07.10.25

Ben Galyas, Associate Director on our Editorial desk, discusses the operational realities for B2B information providers. 

There has been a clear shift in industry mood. Over the past year, many businesses have moved from anxiety to curiosity, from ‘show and tell’ to an environment where businesses are actively building and integrating AI-powered tools. AI is a transformation comparable to the emergence of desktop publishing, the web, and mobile. Where are businesses finding practical value? Content delivery, monetisation, and user personalisation.

Strategic Applications: Practical AI Use Cases Already in Deployment

Internal Workflow Optimisation

AI is being embedded in internal systems to:

  • Respond to common customer service or HR queries via secure internal chatbots
  • Accelerate onboarding documentation and knowledge sharing
  • Assist editors and researchers with structured summarisation of large content sets

In most cases, this doesn’t replace staff, but brings higher leverage to existing teams. High-potential staff ramp faster, and senior staff spend more time on judgment calls rather than manual work.

Product Enhancement and Differentiation

AI is being used to unify fragmented information repositories across the reader/user journey, bringing together archived reports, data, commentary and news into single-query interfaces. In
particular:

  • AI-enhanced natural language search allows users to query across disparate media and formats
  • Recommendation engines trained on sector-specific context surface insights that would otherwise require hours of manual searching
  • Content suggestions are increasingly being shaped by user behaviour, search queries and prompt data, leading to highly targeted editorial outputs and transforming editorial strategy

The result is improved UX and a clearer pathway to product stickiness, ultimately increasing leverage over pricing power.

Revenue Expansion

Beyond efficiency gains, AI is unlocking new commercial models:

  • AI-assisted user segmentation enables more personalised pricing and upgrade journeys
  • Predictive analytics are informing editorial calendars to prioritise high-traffic, high-monetisation topics
  • Publishers are beginning to monetise insight by layering AI analysis onto existing news or data

The most forward-thinking organisations are no longer thinking in terms of audiences or personas but of individual subscriber journeys informed by interaction data.

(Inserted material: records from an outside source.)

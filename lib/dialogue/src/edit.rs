//! Resolving an edit request to one of the user's recent events.

use copper_almanac_core::{EditIntent, StoredEvent};

/// Picks the target event for an edit request, if one can be determined
/// without asking.
///
/// Resolution order: an explicit "last" reference, then a title
/// fragment the user gave, then the only recent event when there is
/// exactly one. `None` means the caller should offer a selection.
pub struct EventEditResolver;

impl EventEditResolver {
    #[must_use]
    pub fn resolve(
        recent: &[StoredEvent],
        message: &str,
        intent: &EditIntent,
    ) -> Option<StoredEvent> {
        if intent.event_reference.as_deref() == Some("last")
            || message.to_lowercase().contains("last")
        {
            return recent.first().cloned();
        }

        if let Some(identifier) = &intent.extracted_info.event_identifier {
            let identifier = identifier.to_lowercase();
            if let Some(event) = recent
                .iter()
                .find(|event| event.title.to_lowercase().contains(&identifier))
            {
                return Some(event.clone());
            }
        }

        if recent.len() == 1 {
            return recent.first().cloned();
        }

        None
    }
}

#[cfg(test)]
mod tests {
    use super::*;
    use chrono::Utc;
    use copper_almanac_core::{EditFields, EventId};

    fn event(id: &str, title: &str) -> StoredEvent {
        StoredEvent {
            event_id: EventId::new(id),
            title: title.to_string(),
            date: "Friday".to_string(),
            time: "2pm".to_string(),
            duration: "1h".to_string(),
            created_at: Utc::now(),
            calendar_url: None,
        }
    }

    fn intent() -> EditIntent {
        EditIntent {
            is_edit: true,
            ..Default::default()
        }
    }

    #[test]
    fn last_reference_picks_the_newest_event() {
        let recent = vec![event("2", "Newest"), event("1", "Older")];
        let mut with_reference = intent();
        with_reference.event_reference = Some("last".to_string());

        let target =
            EventEditResolver::resolve(&recent, "change the time", &with_reference).expect("target");
        assert_eq!(target.title, "Newest");
    }

    #[test]
    fn the_word_last_in_the_message_also_counts() {
        let recent = vec![event("2", "Newest"), event("1", "Older")];
        let target = EventEditResolver::resolve(&recent, "move my last event to 4pm", &intent())
            .expect("target");
        assert_eq!(target.title, "Newest");
    }

    #[test]
    fn title_fragment_matches_case_insensitively() {
        let recent = vec![event("2", "Team sync"), event("1", "Dentist visit")];
        let mut with_identifier = intent();
        with_identifier.extracted_info = EditFields {
            event_identifier: Some("DENTIST".to_string()),
            ..Default::default()
        };

        let target = EventEditResolver::resolve(&recent, "change the dentist appointment time", &with_identifier)
            .expect("target");
        assert_eq!(target.title, "Dentist visit");
    }

    #[test]
    fn a_single_recent_event_is_selected_unconditionally() {
        let recent = vec![event("1", "Only one")];
        let target =
            EventEditResolver::resolve(&recent, "change the time to 4pm", &intent()).expect("target");
        assert_eq!(target.title, "Only one");
    }

    #[test]
    fn ambiguity_yields_none() {
        let recent = vec![event("2", "Team sync"), event("1", "Dentist visit")];
        assert!(EventEditResolver::resolve(&recent, "change the time to 4pm", &intent()).is_none());
    }

    #[test]
    fn unmatched_identifier_with_multiple_events_yields_none() {
        let recent = vec![event("2", "Team sync"), event("1", "Dentist visit")];
        let mut with_identifier = intent();
        with_identifier.extracted_info = EditFields {
            event_identifier: Some("standup".to_string()),
            ..Default::default()
        };
        assert!(EventEditResolver::resolve(&recent, "move the standup", &with_identifier).is_none());
    }
}
//! Free-text duration normalization.

use regex::Regex;
use std::sync::LazyLock;

static NUMBER: LazyLock<Regex> =
    LazyLock::new(|| Regex::new(r"(\d+\.?\d*)").expect("valid regex"));

/// Duration applied when the text carries no recognizable unit.
pub const DEFAULT_DURATION_MINUTES: u32 = 60;

/// Normalizes a free-text duration to minutes.
///
/// A number associated with "hour" contributes sixty-fold; a number
/// associated with "minute" contributes as-is. Text with no recognizable
/// unit falls back to [`DEFAULT_DURATION_MINUTES`].
#[must_use]
pub fn duration_minutes(text: &str) -> u32 {
    let text = text.to_lowercase();
    let numbers: Vec<f64> = NUMBER
        .find_iter(&text)
        .filter_map(|m| m.as_str().parse().ok())
        .collect();

    if numbers.is_empty() {
        return DEFAULT_DURATION_MINUTES;
    }

    let mut total = 0.0;
    if text.contains("hour") {
        total += numbers[0] * 60.0;
    }
    if text.contains("minute") {
        total += numbers[numbers.len() - 1];
    }

    if total > 0.0 {
        total.round() as u32
    } else {
        DEFAULT_DURATION_MINUTES
    }
}

/// Formats minutes as a compact display string ("45m", "1h", "1h 30m").
#[must_use]
pub fn format_minutes(minutes: u32) -> String {
    if minutes < 60 {
        return format!("{minutes}m");
    }

    let hours = minutes / 60;
    let remainder = minutes % 60;
    if remainder == 0 {
        format!("{hours}h")
    } else {
        format!("{hours}h {remainder}m")
    }
}

#[cfg(test)]
mod tests {
    use super::*;
    use pretty_assertions::assert_eq;

    #[test]
    fn hours_and_minutes_sum() {
        assert_eq!(duration_minutes("1 hour 30 minutes"), 90);
    }

    #[test]
    fn bare_minutes() {
        assert_eq!(duration_minutes("90 minutes"), 90);
        assert_eq!(duration_minutes("45 min"), 60); // "min" is not a recognized unit
    }

    #[test]
    fn bare_hours() {
        assert_eq!(duration_minutes("2 hours"), 120);
        assert_eq!(duration_minutes("1.5 hours"), 90);
    }

    #[test]
    fn unparsable_defaults_to_an_hour() {
        assert_eq!(duration_minutes("a while"), 60);
        assert_eq!(duration_minutes("90"), 60);
        assert_eq!(duration_minutes(""), 60);
    }

    #[test]
    fn display_formatting() {
        assert_eq!(format_minutes(45), "45m");
        assert_eq!(format_minutes(60), "1h");
        assert_eq!(format_minutes(90), "1h 30m");
        assert_eq!(format_minutes(120), "2h");
    }
}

Risk Management and Legal Guardrails

Publishers have found their gated content being scraped, ingested, and used to train large language models (LLMs), having been accessed via AI agents able to surpass gates and restrictions.
As a result, strategic and legal recommendations:

  • Terms of Service and Subscriber Agreements should explicitly restrict scraping, training, and inferencing on subscription content.
  • Middleware can be used to control which content LLMs can access, and under what terms, e.g. for training, for inference, or neither.
  • Ownership of user prompts and outputs should be considered. As user behaviour becomes a data asset, publishers should manage IP and data rights.

The legal framework surrounding AI use is still immature, and M&A due diligence already reflects this: investors are examining how well content IP has been protected, and whether exposure to AI
models undermines the uniqueness or defensibility of the asset.

Distribution, Discoverability and Platform Threats

AI also challenges the traditional economics of web traffic. Early signs suggest that LLM-enhanced search, including generative answers in Google results, is reducing traffic to publisher domains. This raises a familiar but urgent question: Is your content a destination, or is it only valuable when someone lands on your site?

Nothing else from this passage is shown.